1993年作品
製作:ブライアン・イーストマン、監督:ブライアン・ファーナム、脚色:クライブ・エクストン
日本語版プロデューサー:里口 千、日本語版演出:山田 悦司、日本語版翻訳:宇津木 道子
出演:
エルキュール・ポワロ … デビッド・スーシェ/熊倉 一雄
ヘイスティングス大尉 … ヒュー・フレイザー/富山 敬、安原 義人
ジャップ主任警部 … フィリップ・ジャクソン/坂口 芳貞
ミス・レモン … ポーリン・モラン/翠 準子
※ ※ ※
グレイブス … レオナード・プレストン/羽佐間 道夫
マルゲリータ・ファブリ … アンナ・マツォッティ/吉田 理保子
ブルーノ・ビッツィーニ … デビッド・ニール/内田 稔
マリオ・アスカニオ … ビンチェンツォ・リコッタ/屋良 有作
フォスカティーニ伯爵 … シドニー・キーン/伊藤 和晃
ホーカー医師 … アーサー・コックス/上田 敏也
ミス・ライダー … ジャネット・リース・プライス/牧野 和子
あらすじ
ポワロは友人の医師の家で食事をしていた。そこへフォスカティーニ伯爵と名乗る人物から助けを求める電話が入る。ポワロ達がフォスカティーニのアパートへ駆けつけると、伯爵は電話の横で、頭に一撃を受け死んでいた。ポワロは部屋の様子に疑問を持つ。一方、ヘイスティングスは、死んだ伯爵の顔を見て、イタリア車のショー・ルームで会った男だと気づく。ポワロは部屋の状況から、殺人の背景を推理していく。

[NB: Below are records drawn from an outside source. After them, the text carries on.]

use axum::{
    Json, Router,
    extract::{Path, State},
    http::StatusCode,
    routing::get,
};

use crate::{
    dto::products::{CreateProductRequest, ProductList, UpdateProductRequest},
    error::AppResult,
    extract::{ApiJson, ApiQuery},
    middleware::auth::AuthUser,
    models::Product,
    response::ApiResponse,
    routes::params::{ProductQuery, parse_id},
    services::product_service,
    state::AppState,
};

pub fn router() -> Router<AppState> {
    Router::new()
        .route("/", get(list_products).post(create_product))
        .route(
            "/{id}",
            get(get_product).put(update_product).delete(delete_product),
        )
}

#[utoipa::path(
    get,
    path = "/api/products",
    params(ProductQuery),
    responses(
        (status = 200, description = "List products", body = ApiResponse<ProductList>),
        (status = 400, description = "Invalid ownerId"),
    ),
    tag = "Products"
)]
pub async fn list_products(
    State(state): State<AppState>,
    ApiQuery(query): ApiQuery<ProductQuery>,
) -> AppResult<Json<ApiResponse<ProductList>>> {
    let resp = product_service::list_products(&state, query).await?;
    Ok(Json(resp))
}

#[utoipa::path(
    get,
    path = "/api/products/{id}",
    params(
        ("id" = String, Path, description = "Product ID")
    ),
    responses(
        (status = 200, description = "Get product", body = ApiResponse<Product>),
        (status = 404, description = "Product not found"),
    ),
    tag = "Products"
)]
pub async fn get_product(
    State(state): State<AppState>,
    Path(id): Path<String>,
) -> AppResult<Json<ApiResponse<Product>>> {
    let id = parse_id(&id, "productId")?;
    let resp = product_service::get_product(&state, id).await?;
    Ok(Json(resp))
}

#[utoipa::path(
    post,
    path = "/api/products",
    request_body = CreateProductRequest,
    responses(
        (status = 201, description = "Create product", body = ApiResponse<Product>),
        (status = 400, description = "Missing required fields"),
        (status = 401, description = "Missing or invalid token"),
        (status = 403, description = "Not a shop owner"),
    ),
    security(("bearer_auth" = [])),
    tag = "Products"
)]
pub async fn create_product(
    State(state): State<AppState>,
    user: AuthUser,
    ApiJson(payload): ApiJson<CreateProductRequest>,
) -> AppResult<(StatusCode, Json<ApiResponse<Product>>)> {
    let resp = product_service::create_product(&state, &user, payload).await?;
    Ok((StatusCode::CREATED, Json(resp)))
}

#[utoipa::path(
    put,
    path = "/api/products/{id}",
    params(
        ("id" = String, Path, description = "Product ID")
    ),
    request_body = UpdateProductRequest,
    responses(
        (status = 200, description = "Updated product", body = ApiResponse<Product>),
        (status = 403, description = "Product belongs to another owner"),
        (status = 404, description = "Product not found"),
    ),
    security(("bearer_auth" = [])),
    tag = "Products"
)]
pub async fn update_product(
    State(state): State<AppState>,
    user: AuthUser,
    Path(id): Path<String>,
    ApiJson(payload): ApiJson<UpdateProductRequest>,
) -> AppResult<Json<ApiResponse<Product>>> {
    let id = parse_id(&id, "productId")?;
    let resp = product_service::update_product(&state, &user, id, payload).await?;
    Ok(Json(resp))
}

#[utoipa::path(
    delete,
    path = "/api/products/{id}",
    params(
        ("id" = String, Path, description = "Product ID")
    ),
    responses(
        (status = 200, description = "Product deleted", body = ApiResponse<serde_json::Value>),
        (status = 403, description = "Product belongs to another owner"),
        (status = 404, description = "Product not found"),
    ),
    security(("bearer_auth" = [])),
    tag = "Products"
)]
pub async fn delete_product(
    State(state): State<AppState>,
    user: AuthUser,
    Path(id): Path<String>,
) -> AppResult<Json<ApiResponse<serde_json::Value>>> {
    let id = parse_id(&id, "productId")?;
    let resp = product_service::delete_product(&state, &user, id).await?;
    Ok(Json(resp))
}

ポワロは友人の医師の家で食事をしていた。そこへフォスカティーニ伯爵と名乗る人物から助けを求める電話が入る。ポワロ達がフォスカティーニのアパートへ駆けつけると、伯爵は電話の横で、頭に一撃を受け死んでいた。ポワロは部屋の様子に疑問を持つ。一方、ヘイスティングスは、死んだ伯爵の顔を見て、イタリア車のショー・ルームで会った男だと気づく。ポワロは部屋の状況から、殺人の背景を推理していく。
車好き、猫好き、仕事好きな人々
モータリゼーションには冷ややかで、また友人の数分の遅刻さえ許せないはずの我等が主人公ポワロ。ところが本話では幕開け早々、ヘイスティングスの新車物色に相伴し、ミス・レモンの長めの昼休みも気にかけず、彼らパートナーたちの買い物と恋路の成功を願う風を見せる等、いつになく大器ぶりを披露します。しかし、そんなヘイスティングスの新車購入とレモンの交際の件は期せずして、同じ殺人事件へと結びついていくのでした。
ジャップこそいつも通りの活躍ながら、久々に、本筋においてレギュラー陣の個性が花咲く、キャラクター・ファン好みの一編です。
"シンプル"なり、ヘイスティングス
鏡に映った反転像から、事件の本質に至るきっかけをつかむポワロ。彼はこのことをヘイスティングスに説明しようとしますが、真相どころか、まず反転のことさえすぐに飲み込めないヘイスティングス。かつて『西洋の星の盗難事件』事件では、解決後においてさえ、事の起こりとも言うべき宝石のからくりを理解できていませんでした。今後の事件では、ポワロが次々と提示する疑問に"判らない"を連発、一巡すると"最初の疑問は何だっけ"と漏らす描写さえあります。
天才ポワロの引き立て役、あるいはその謎解きを判り易く視聴者に提示するための白紙のような役回りなのでしょうが、それにしても本話のように、その愚鈍さの描写が過ぎるきらいもあるようです。
演じるヒュー・フレイザーも時として、彼は"シンプル"であって"愚か"ではないと、愚問を繰り返すばかりの描写に不満げだったこともあったようです。
ちなみに、原作のヘイスティングスは名門イートン校出身、従軍前は保険会社勤務の経歴を持ち、ポワロとの仕事ではその活躍の記録者でもあるのです。
再登場の二人
ポワロのよき友人、医師のホーカーは本話をふくめた2編のみの顔見せながら、後の『グランド・メトロポリタンの宝石盗難事件』にも再登場。演じているアーサー・コックスは、クリスティの産んだトミー&タペンスが活躍するTVシリーズ『二人で探偵を』にも、マリオット警部役としてセミ・レギュラー出演しています。
もう一人、捜査の鬼ジャップ主任警部の下、ちゃきちゃきと任務に励む生真面目な部下ベドーズを演じているベン・バゼルは、実は、先の長編『愛国殺人』にも同巡査部長役として出演しており、本話で再登場となりました。